An der Hauptstraße liegt wenige Meter neben der Hostellerie des Corbiéres, einem gemütlichen Hotel, der Wirkungsbereich von Cyril Codina und die Lagerfläche für jede Menge Fässer. Oben auf der Essigfabrik sind Holzfässer platziert, die ganz bewusst Regen und Luft ausgesetzt sind. Der Regen lässt nach und Jacques, der multilinguale Flame aus Antwerpen, führt uns durch die Verkaufsräume und die Lagerstätten. Überall Essig, aufbereitet von einem Winzer, der vor über einem Jahrzehnt ganz neue Wege gehen wollte. Cyril Codina heißt das gleichnamige Geschäft aus der Audois-Region. Vor ungefähr 15 Jahren begann er seine handwerkliche Essigherstellung. Seine Weinberge liegen in der renommierten Terroir-Gemeinde Ferrals-les-Corbières innerhalb der Corbières-Appellation. Obwohl die Wein- und Essigproduktion zunächst in Ferrals stattfand, entschied sich Cyril dafür, sich in Lagrasse niederzulassen.
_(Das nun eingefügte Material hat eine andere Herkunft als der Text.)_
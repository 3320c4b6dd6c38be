//! Lazily-created service objects.
//!
//! The dependency-injected replacement for singleton managers: instead of a
//! process-wide instance found through hidden global lookup, a [`Service`]
//! is an explicit value passed to whoever needs it, usually inside the
//! context type a [`StateMachine`](crate::core::StateMachine) threads through
//! its states. Creation stays lazy: the wrapped value is built by its init
//! closure on first access and reused afterwards.

/// A lazily-initialized service slot.
///
/// # Example
///
/// ```rust
/// use perennial::service::Service;
///
/// struct Audio {
///     volume: f32,
/// }
///
/// let mut audio = Service::new(|| Audio { volume: 0.8 });
/// assert!(!audio.is_initialized());
///
/// audio.get().volume = 0.5;
/// assert!(audio.is_initialized());
/// assert_eq!(audio.get().volume, 0.5);
/// ```
pub struct Service<T> {
    init: Box<dyn Fn() -> T>,
    slot: Option<T>,
}

impl<T> Service<T> {
    /// Wrap an init closure. Nothing is created until the first
    /// [`get`](Service::get).
    pub fn new<F>(init: F) -> Self
    where
        F: Fn() -> T + 'static,
    {
        Self {
            init: Box::new(init),
            slot: None,
        }
    }

    /// Access the service, creating it on first use.
    pub fn get(&mut self) -> &mut T {
        let init = &self.init;
        self.slot.get_or_insert_with(|| init())
    }

    /// True once the service has been created.
    pub fn is_initialized(&self) -> bool {
        self.slot.is_some()
    }

    /// Tear the instance down, returning it if one was created. The next
    /// [`get`](Service::get) re-runs the init closure.
    pub fn take(&mut self) -> Option<T> {
        self.slot.take()
    }
}

#[cfg(test)]
mod tests {
    use super::*;
    use std::cell::Cell;
    use std::rc::Rc;

    #[test]
    fn init_runs_exactly_once_across_accesses() {
        let runs = Rc::new(Cell::new(0));
        let counter = runs.clone();
        let mut service = Service::new(move || {
            counter.set(counter.get() + 1);
            41
        });

        assert!(!service.is_initialized());
        *service.get() += 1;
        assert_eq!(*service.get(), 42);
        assert_eq!(runs.get(), 1);
    }

    #[test]
    fn take_allows_reinitialization() {
        let runs = Rc::new(Cell::new(0));
        let counter = runs.clone();
        let mut service = Service::new(move || {
            counter.set(counter.get() + 1);
            String::from("fresh")
        });

        assert!(service.take().is_none());

        service.get().push_str(" paint");
        assert_eq!(service.take().as_deref(), Some("fresh paint"));
        assert!(!service.is_initialized());

        assert_eq!(service.get(), "fresh");
        assert_eq!(runs.get(), 2);
    }
}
Kein Wunder, der malerisch touristische Ort ist als eines der „schönsten Dörfer Frankreichs“ bekannt.
Zwischen 2006 und 2009 entwickelte Cyril das Weintourismusprojekt „Musée 1900“ in Lagrasse. Dieses Projekt widmete sich verschiedenen Aspekten des Alltagslebens in Lagrasse und dem Weinbau während der Belle Époque. Das Projekt ist zwar nach fast zehn Jahren geschlossen, doch noch heute erinnert das Restaurant 1900 mit dem ein oder anderen Exponat an die Zeit als Museum. „Im Mai 2017 wurde dann eine Boutique in der Mitte der Promenade von Lagrasse eröffnet“, erzählt Jacques: „In bester Lage!“ Dort können Besucher die gesamte Produktpalette von Cyril verkosten und kaufen, einschließlich einiger Produkte von regionalen Erzeugern. Schließlich wurde im Jahr 2021 der „Cour des Saveurs“ ins Leben gerufen. Dieser umfasst ein Restaurant, zwei Geschäfte lokaler Produzenten und die Vinaigrerie, die Produktionsstätte für all die köstlichen Kreationen von Cyril, die den Besuchern zur Besichtigung angeboten werden.
Die Herstellung von Essig ist zu einer Leidenschaft von Cyril geworden, und im Laufe der Jahre ist seine Palette auf über 40 verschiedene Produkte angewachsen. „Wir erzählen die Vergangenheit, er richtet sich nur auf die Zukunft aus, er brennt für seine neuen Kreationen.“ Jeder Essig zeichnet sich durch seine eigene Säure, Milde, Süße, Fruchtigkeit oder Würze aus. Gemeinsam ist allen Produkten die Abwesenheit chemischer Zusätze wie Konservierungsstoffe, Farbstoffe, Verdickungsmittel oder Aromen. Cyril arbeitet eng mit lokalen und regionalen Produzenten zusammen, die ihm einen Großteil der Zutaten liefern, um seine Essige, Balsamico- und Olivenöle zu aromatisieren. Zudem hat er Kooperationen mit renommierten Köchen, einschließlich Sterneköchen, geschlossen, um immer wieder überraschende und einzigartige Geschmackserlebnisse zu kreieren.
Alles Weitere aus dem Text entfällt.